Say how many lines in the records contain the string "DeltaUsage". Nothing but the number should be given.

═════ EXERCISE MATERIAL

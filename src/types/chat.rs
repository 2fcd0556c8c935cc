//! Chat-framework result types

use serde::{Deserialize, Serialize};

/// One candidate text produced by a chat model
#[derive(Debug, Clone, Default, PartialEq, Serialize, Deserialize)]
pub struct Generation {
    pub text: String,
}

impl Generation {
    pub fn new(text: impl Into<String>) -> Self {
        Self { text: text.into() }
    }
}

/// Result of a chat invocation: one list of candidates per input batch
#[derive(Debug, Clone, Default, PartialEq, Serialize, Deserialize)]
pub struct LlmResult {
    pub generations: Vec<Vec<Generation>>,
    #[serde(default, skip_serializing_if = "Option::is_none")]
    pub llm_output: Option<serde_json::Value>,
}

══════════
═════ EXERCISE MATERIAL

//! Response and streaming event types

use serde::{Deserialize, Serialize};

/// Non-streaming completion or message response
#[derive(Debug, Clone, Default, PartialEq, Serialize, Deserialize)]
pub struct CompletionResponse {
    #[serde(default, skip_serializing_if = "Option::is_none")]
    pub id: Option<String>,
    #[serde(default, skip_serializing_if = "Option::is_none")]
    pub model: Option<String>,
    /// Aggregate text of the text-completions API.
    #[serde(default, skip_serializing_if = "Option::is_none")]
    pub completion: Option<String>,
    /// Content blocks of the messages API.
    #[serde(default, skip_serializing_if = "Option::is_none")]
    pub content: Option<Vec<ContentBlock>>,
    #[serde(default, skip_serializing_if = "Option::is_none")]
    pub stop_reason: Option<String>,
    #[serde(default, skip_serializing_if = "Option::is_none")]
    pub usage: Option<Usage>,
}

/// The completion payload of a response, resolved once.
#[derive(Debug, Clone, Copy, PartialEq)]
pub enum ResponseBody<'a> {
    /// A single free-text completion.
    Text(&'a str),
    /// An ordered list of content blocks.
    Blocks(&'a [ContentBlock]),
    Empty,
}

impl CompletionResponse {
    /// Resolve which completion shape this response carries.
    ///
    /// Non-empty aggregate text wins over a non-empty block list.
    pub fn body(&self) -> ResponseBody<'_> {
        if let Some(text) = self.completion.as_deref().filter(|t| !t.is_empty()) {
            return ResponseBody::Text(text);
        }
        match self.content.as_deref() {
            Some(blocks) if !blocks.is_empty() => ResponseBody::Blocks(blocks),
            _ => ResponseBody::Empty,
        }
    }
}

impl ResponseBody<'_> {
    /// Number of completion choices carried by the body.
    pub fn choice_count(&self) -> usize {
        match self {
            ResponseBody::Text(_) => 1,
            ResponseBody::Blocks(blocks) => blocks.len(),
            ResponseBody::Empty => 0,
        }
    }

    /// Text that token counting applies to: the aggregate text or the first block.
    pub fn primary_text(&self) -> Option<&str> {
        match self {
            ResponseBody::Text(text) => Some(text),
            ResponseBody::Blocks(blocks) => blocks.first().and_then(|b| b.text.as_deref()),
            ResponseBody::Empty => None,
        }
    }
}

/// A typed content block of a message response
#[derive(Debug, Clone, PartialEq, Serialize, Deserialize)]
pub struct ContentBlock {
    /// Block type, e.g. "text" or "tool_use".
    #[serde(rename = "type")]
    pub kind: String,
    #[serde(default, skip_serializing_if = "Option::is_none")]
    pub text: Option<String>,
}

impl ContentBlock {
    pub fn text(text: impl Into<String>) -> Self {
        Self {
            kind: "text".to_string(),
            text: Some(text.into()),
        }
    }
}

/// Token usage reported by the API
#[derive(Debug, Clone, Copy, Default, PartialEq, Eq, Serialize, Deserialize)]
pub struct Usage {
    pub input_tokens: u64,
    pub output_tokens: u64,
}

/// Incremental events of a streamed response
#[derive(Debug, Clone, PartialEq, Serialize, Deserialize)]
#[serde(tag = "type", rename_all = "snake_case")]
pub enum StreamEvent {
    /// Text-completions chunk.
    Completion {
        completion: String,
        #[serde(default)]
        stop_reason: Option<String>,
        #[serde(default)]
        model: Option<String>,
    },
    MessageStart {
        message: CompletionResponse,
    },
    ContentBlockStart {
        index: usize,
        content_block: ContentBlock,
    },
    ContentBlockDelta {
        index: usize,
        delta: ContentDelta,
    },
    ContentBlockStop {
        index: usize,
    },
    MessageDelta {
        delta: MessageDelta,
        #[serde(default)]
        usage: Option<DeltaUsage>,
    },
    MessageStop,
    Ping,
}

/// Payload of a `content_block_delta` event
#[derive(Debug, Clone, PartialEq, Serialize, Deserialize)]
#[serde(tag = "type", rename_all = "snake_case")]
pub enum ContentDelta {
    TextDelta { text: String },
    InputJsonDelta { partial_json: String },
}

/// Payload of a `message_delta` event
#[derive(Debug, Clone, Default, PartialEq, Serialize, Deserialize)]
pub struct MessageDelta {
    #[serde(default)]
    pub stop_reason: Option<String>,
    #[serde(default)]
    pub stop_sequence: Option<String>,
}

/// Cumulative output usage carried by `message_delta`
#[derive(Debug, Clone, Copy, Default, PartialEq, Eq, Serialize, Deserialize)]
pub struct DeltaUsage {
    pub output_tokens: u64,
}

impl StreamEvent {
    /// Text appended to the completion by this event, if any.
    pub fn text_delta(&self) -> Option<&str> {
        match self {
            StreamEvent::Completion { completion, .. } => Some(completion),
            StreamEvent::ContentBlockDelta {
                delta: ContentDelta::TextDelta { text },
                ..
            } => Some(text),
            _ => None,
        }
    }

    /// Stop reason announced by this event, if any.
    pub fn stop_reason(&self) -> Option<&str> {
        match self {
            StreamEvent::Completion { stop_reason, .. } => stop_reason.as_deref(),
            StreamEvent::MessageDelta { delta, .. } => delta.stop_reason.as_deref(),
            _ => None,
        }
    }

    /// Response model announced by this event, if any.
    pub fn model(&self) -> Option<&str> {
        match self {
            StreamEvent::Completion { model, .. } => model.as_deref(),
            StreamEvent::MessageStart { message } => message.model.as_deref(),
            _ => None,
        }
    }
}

══════════

**RESULT BELOW**: 2